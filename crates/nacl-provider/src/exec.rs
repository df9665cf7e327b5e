//! リモート実行
//!
//! 状態適用とブートストラップの実体です。実行モードごとに2つの
//! バリアントがあります: 起動中のインスタンスへ直接 exec する方式と、
//! ホストを制御ノードとして `salt-ssh` で一括実行する方式。
//! シェルスクリプトのリテラルはすべてこのモジュールが所有します。

use crate::error::{ProviderError, Result};
use bollard::Docker;
use bollard::container::LogOutput;
use bollard::exec::{CreateExecOptions, StartExecOptions, StartExecResults};
use futures_util::stream::StreamExt;
use std::collections::BTreeMap;
use std::fmt::Write as _;
use std::path::{Path, PathBuf};
use tokio::io::{AsyncBufReadExt, BufReader};

/// Salt エージェントの死活確認コマンド
pub const SALT_PROBE: &[&str] = &["salt-call", "--version"];

/// Salt エージェントのブートストラップスクリプト
///
/// 既に導入済みであれば何もしません。
pub const BOOTSTRAP_SCRIPT: &str = "\
if ! command -v salt-call >/dev/null 2>&1; then \
  curl -L https://github.com/saltstack/salt-bootstrap/releases/latest/download/bootstrap-salt.sh \
    -o /tmp/bootstrap-salt.sh && sh /tmp/bootstrap-salt.sh -X -d stable; \
fi";

/// インスタンス内で実行する状態適用コマンド
pub fn salt_apply_cmd() -> Vec<String> {
    vec![
        "salt-call".to_string(),
        "--local".to_string(),
        "--config-dir".to_string(),
        "/srv/nacl/etc/salt".to_string(),
        "--retcode-passthrough".to_string(),
        "state.apply".to_string(),
    ]
}

/// ブートストラップ用の exec コマンド
pub fn bootstrap_cmd() -> Vec<String> {
    vec![
        "sh".to_string(),
        "-c".to_string(),
        BOOTSTRAP_SCRIPT.to_string(),
    ]
}

/// サブプロセスを実行し、(終了コード, 全出力) を返す
///
/// stdout と stderr は到着順に表示しつつ、両方を並行にドレインします。
/// 片方だけを EOF まで読む方式だと、もう片方のパイプバッファが
/// 埋まった時点で子プロセスと互いに待ち合ってハングします。
pub async fn run_streamed(command: &mut tokio::process::Command) -> Result<(i32, String)> {
    let mut child = command
        .stdout(std::process::Stdio::piped())
        .stderr(std::process::Stdio::piped())
        .spawn()?;

    let stdout = child.stdout.take();
    let stderr = child.stderr.take();

    let drain_stdout = async {
        let mut captured = String::new();
        if let Some(stdout) = stdout {
            let mut lines = BufReader::new(stdout).lines();
            while let Some(line) = lines.next_line().await? {
                println!("{}", line);
                captured.push_str(&line);
                captured.push('\n');
            }
        }
        Ok::<_, std::io::Error>(captured)
    };
    let drain_stderr = async {
        let mut captured = String::new();
        if let Some(stderr) = stderr {
            let mut lines = BufReader::new(stderr).lines();
            while let Some(line) = lines.next_line().await? {
                eprintln!("{}", line);
                captured.push_str(&line);
                captured.push('\n');
            }
        }
        Ok::<_, std::io::Error>(captured)
    };

    let (mut captured, err_captured) = tokio::try_join!(drain_stdout, drain_stderr)?;
    let status = child.wait().await?;

    captured.push_str(&err_captured);
    Ok((status.code().unwrap_or(-1), captured))
}

/// 起動中のコンテナへの直接実行
pub struct DirectExec<'a> {
    docker: &'a Docker,
}

impl<'a> DirectExec<'a> {
    pub fn new(docker: &'a Docker) -> Self {
        Self { docker }
    }

    /// コンテナ内でコマンドを実行し、(終了コード, 出力) を返す
    ///
    /// 出力は到着するたびに表示しつつ、全文をキャプチャします。
    pub async fn run(&self, container: &str, cmd: Vec<String>) -> Result<(i64, String)> {
        let exec_config = CreateExecOptions {
            cmd: Some(cmd),
            attach_stdout: Some(true),
            attach_stderr: Some(true),
            ..Default::default()
        };
        let message = self.docker.create_exec(container, exec_config).await?;

        let mut captured = String::new();
        if let StartExecResults::Attached { mut output, .. } = self
            .docker
            .start_exec(&message.id, Some(StartExecOptions::default()))
            .await?
        {
            while let Some(msg) = output.next().await {
                match msg? {
                    LogOutput::StdOut { message } | LogOutput::Console { message } => {
                        let text = String::from_utf8_lossy(&message);
                        print!("{}", text);
                        captured.push_str(&text);
                    }
                    LogOutput::StdErr { message } => {
                        let text = String::from_utf8_lossy(&message);
                        eprint!("{}", text);
                        captured.push_str(&text);
                    }
                    LogOutput::StdIn { .. } => {}
                }
            }
        }

        let inspect = self.docker.inspect_exec(&message.id).await?;
        Ok((inspect.exit_code.unwrap_or(0), captured))
    }
}

/// salt-ssh ロースターの1エントリ
#[derive(Debug, Clone)]
pub struct RosterEntry {
    /// ミニオンID（論理名をそのまま使う）
    pub name: String,
    pub host: String,
    pub user: String,
    pub port: Option<u16>,
    pub priv_key: Option<PathBuf>,
}

/// ホストを制御ノードとした salt-ssh 一括実行
pub struct SaltSshExec {
    state_root: PathBuf,
}

impl SaltSshExec {
    pub fn new(state_root: &Path) -> Self {
        Self {
            state_root: state_root.to_path_buf(),
        }
    }

    fn roster_path(&self) -> PathBuf {
        self.state_root.join("roster")
    }

    /// ロースターファイルを生成する
    pub fn write_roster(&self, entries: &[RosterEntry]) -> Result<PathBuf> {
        std::fs::create_dir_all(&self.state_root)?;
        let path = self.roster_path();
        std::fs::write(&path, render_roster(entries))?;
        Ok(path)
    }

    /// 全ターゲットへ一括で状態を適用し、(終了コード, 全出力) を返す
    pub async fn apply_all(&self) -> Result<(i32, String)> {
        let config_dir = self.state_root.join("etc").join("salt");
        let mut command = tokio::process::Command::new("salt-ssh");
        command
            .arg("--roster-file")
            .arg(self.roster_path())
            .arg("--config-dir")
            .arg(&config_dir)
            .arg("--ignore-host-keys")
            .arg("-i")
            .arg("*")
            .arg("state.apply")
            .current_dir(&self.state_root);
        run_streamed(&mut command).await
    }
}

fn render_roster(entries: &[RosterEntry]) -> String {
    let mut out = String::new();
    for entry in entries {
        let _ = writeln!(out, "{}:", entry.name);
        let _ = writeln!(out, "  host: {}", entry.host);
        let _ = writeln!(out, "  user: {}", entry.user);
        if let Some(port) = entry.port {
            let _ = writeln!(out, "  port: {}", port);
        }
        if let Some(key) = &entry.priv_key {
            let _ = writeln!(out, "  priv: {}", key.display());
        }
    }
    out
}

/// salt-ssh の一括出力をミニオンIDごとに分割する
///
/// 出力はミニオンIDだけの行 (`<id>:`) でブロックが始まります。
/// どのブロックにも一致しなかった場合は全文を各インスタンスへ返します
/// （成功判定のパターンマッチには全文で十分なため）。
pub fn split_batch_output(output: &str, names: &[String]) -> BTreeMap<String, String> {
    let mut sections: BTreeMap<String, String> = BTreeMap::new();
    let mut current: Option<&String> = None;

    for line in output.lines() {
        if let Some(name) = names.iter().find(|n| line.trim_end() == format!("{n}:")) {
            current = Some(name);
            sections.entry(name.clone()).or_default();
            continue;
        }
        if let Some(name) = current {
            let section = sections.entry(name.clone()).or_default();
            section.push_str(line);
            section.push('\n');
        }
    }

    if sections.is_empty() {
        for name in names {
            sections.insert(name.clone(), output.to_string());
        }
    }
    sections
}

#[cfg(test)]
mod tests {
    use super::*;

    #[test]
    fn test_render_roster() {
        let entries = vec![
            RosterEntry {
                name: "box1".to_string(),
                host: "172.20.0.2".to_string(),
                user: "root".to_string(),
                port: None,
                priv_key: None,
            },
            RosterEntry {
                name: "box2".to_string(),
                host: "127.0.0.1".to_string(),
                user: "vagrant".to_string(),
                port: Some(2222),
                priv_key: Some(PathBuf::from("/tmp/key")),
            },
        ];
        let roster = render_roster(&entries);
        assert!(roster.contains("box1:\n  host: 172.20.0.2\n  user: root\n"));
        assert!(roster.contains("  port: 2222\n"));
        assert!(roster.contains("  priv: /tmp/key\n"));
    }

    #[test]
    fn test_split_batch_output() {
        let output = "\
box1:
----------
          ID: vim
    Function: pkg.installed
      Result: True
Summary for box1
box2:
----------
          ID: vim
      Result: True
Summary for box2
";
        let names = vec!["box1".to_string(), "box2".to_string()];
        let sections = split_batch_output(output, &names);
        assert_eq!(sections.len(), 2);
        assert!(sections["box1"].contains("Summary for box1"));
        assert!(!sections["box1"].contains("Summary for box2"));
        assert!(sections["box2"].contains("Summary for box2"));
    }

    #[test]
    fn test_split_batch_output_no_match_falls_back() {
        let output = "salt-ssh: some global failure";
        let names = vec!["box1".to_string()];
        let sections = split_batch_output(output, &names);
        assert_eq!(sections["box1"], output);
    }

    #[tokio::test]
    async fn test_run_streamed_drains_large_stderr() {
        // stderr がパイプバッファを大きく超えても完走すること
        let mut command = tokio::process::Command::new("sh");
        command.args(["-c", "head -c 1048576 /dev/zero | tr '\\0' e >&2; echo done"]);
        let (code, output) =
            tokio::time::timeout(std::time::Duration::from_secs(10), run_streamed(&mut command))
                .await
                .expect("stderr のドレインが止まっている")
                .unwrap();
        assert_eq!(code, 0);
        assert!(output.contains("done"));
        assert!(output.contains("eeee"));
    }

    #[tokio::test]
    async fn test_run_streamed_reports_exit_code() {
        let mut command = tokio::process::Command::new("sh");
        command.args(["-c", "echo out; echo err >&2; exit 3"]);
        let (code, output) = run_streamed(&mut command).await.unwrap();
        assert_eq!(code, 3);
        assert!(output.contains("out"));
        assert!(output.contains("err"));
    }

    #[test]
    fn test_salt_apply_cmd_uses_mounted_config() {
        let cmd = salt_apply_cmd();
        assert_eq!(cmd[0], "salt-call");
        assert!(cmd.contains(&"/srv/nacl/etc/salt".to_string()));
        assert_eq!(cmd.last().unwrap(), "state.apply");
    }
}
========================================================================
▸ **TASK REQUIREMENTS**: Pick out all lines from the data above in which the word "call" appears.

▸ **THE COMPLETED TASK**:
pub const SALT_PROBE: &[&str] = &["salt-call", "--version"];
if ! command -v salt-call >/dev/null 2>&1; then \
        "salt-call".to_string(),
        assert_eq!(cmd[0], "salt-call");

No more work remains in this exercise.